Get-Help Get-AzureRmContext # substitute for the command you want help with
# type as much as you know and append -h to get help az account -h az account show -h
Change output format
Powershell handles this within the normal scripting language. This is a good article to start with https://docs.microsoft.com/en-us/powershell/azure/formatting-output
In CLI there is a -o (–output) argument you can pass to each command that determinds the type of output you want. The default is JSON, but you can change it to table and tsv (tab separated values)
az ... -o json|table|tsv az account list -o table DBSRV=$(az mysql server show -g $rgname -n $SERVERNAME --query "fullyQualifiedDomainName" -o tsv) FTPURL=$(az webapp deployment list-publishing-profiles -g $rgname -n $webappname --query "[1].publishUrl" -o tsv)
The tsv format is often used in conjunction with the -q (–query) argument where you want a single value return that you need later in your script.
Do’s and Don’ts
Scripting language is powerfull and can be your best friend but also your enemy. Alot of examples out there are written with Login-AzureRmAccount and also do change the active subscription. I’m no big fan of that since if you change active subscription mid flight, you need to be very carfull that you don’t do anything dangerous afterwards in the command prompt. To always know where I am, I have a little powershell snippet that I run before I do something
$sub = Get-AzureRmContext $host.ui.RawUI.WindowTitle = "PS Azure - $($sub.Account.Id) - $($sub.Subscription.Name)"
What this little sucker does is changing the Window Title of the Powershell command prompt to help me know where I am.

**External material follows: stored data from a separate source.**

#![doc = include_str!("../README.md")]

use core::borrow::Borrow;
use core::cmp::Ordering;
use core::fmt;
use core::hash::{Hash, Hasher};
use core::iter::FromIterator;
use core::mem::{self, ManuallyDrop};
use core::ops::{Deref, DerefMut, Range};
use core::ptr::NonNull;

use bstr::BStr;

mod alloc;
mod error;
mod find;
mod repr;

pub use alloc::{Alloc, Global};
pub use error::Error;
pub use find::NPOS;
pub use repr::INLINE_CAP;

use repr::{Repr, Src};

#[cfg(test)]
mod tests;

/// A [`CompactBuf`] is a growable, contiguous, always-NUL-terminated byte
/// buffer that stores short content inline.
///
/// Content of up to [`INLINE_CAP`] bytes lives directly inside the value;
/// longer content is moved to a heap block obtained through the buffer's
/// allocator. The switch is transparent: length, capacity, and the byte
/// slice views behave identically either way, and the byte one past the
/// content is always `0`, so [`as_ptr`] can be handed to NUL-terminated
/// consumers.
///
/// ```
/// use compact_buf::CompactBuf;
///
/// let mut buf = CompactBuf::from_slice(b"hello").unwrap();
/// assert!(buf.is_inline());
///
/// buf.append(b", world! this no longer fits inline").unwrap();
/// assert!(!buf.is_inline());
/// assert_eq!(&buf[..5], b"hello");
/// ```
///
/// # Errors
///
/// Mutating operations validate positions and plan capacity before touching
/// a single byte, so any [`Error`] they return leaves the buffer exactly as
/// it was. Allocation failure is reported the same way; only the non-binding
/// [`shrink_to_fit`] hint swallows it.
///
/// # Pointer and iterator validity
///
/// Any pointer obtained from [`as_ptr`] is invalidated by an operation that
/// may reallocate or shift storage. Safe callers don't need to track this:
/// borrows returned by [`as_slice`] or iteration hold `&self`, so the borrow
/// checker rejects exactly the accesses the invalidation contract forbids.
///
/// # Concurrency
///
/// A buffer owns its storage exclusively; two instances never share memory.
/// A single instance is not internally synchronized, and mutation demands
/// `&mut self`; `CompactBuf` is `Send + Sync` for `Send + Sync` allocators.
///
/// [`as_ptr`]: CompactBuf::as_ptr
/// [`as_slice`]: CompactBuf::as_slice
/// [`shrink_to_fit`]: CompactBuf::shrink_to_fit
pub struct CompactBuf<A: Alloc = Global> {
    repr: Repr,
    alloc: A,
}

Speaking of command prompts. If I ever do anything that is in a production subscription, or production-like, I always open a fresh window, carry on my duty and then close the window. I don’t want to inherit surprises and I don’t want a lingering command prompt.
Summary
This was the first post in a series of 8 where I’ll try to get you ready for hands-on duty on Azure. It’s nothing you can’t anywhere else, but I’ve tried to summarize it in a way that gets you off the ground.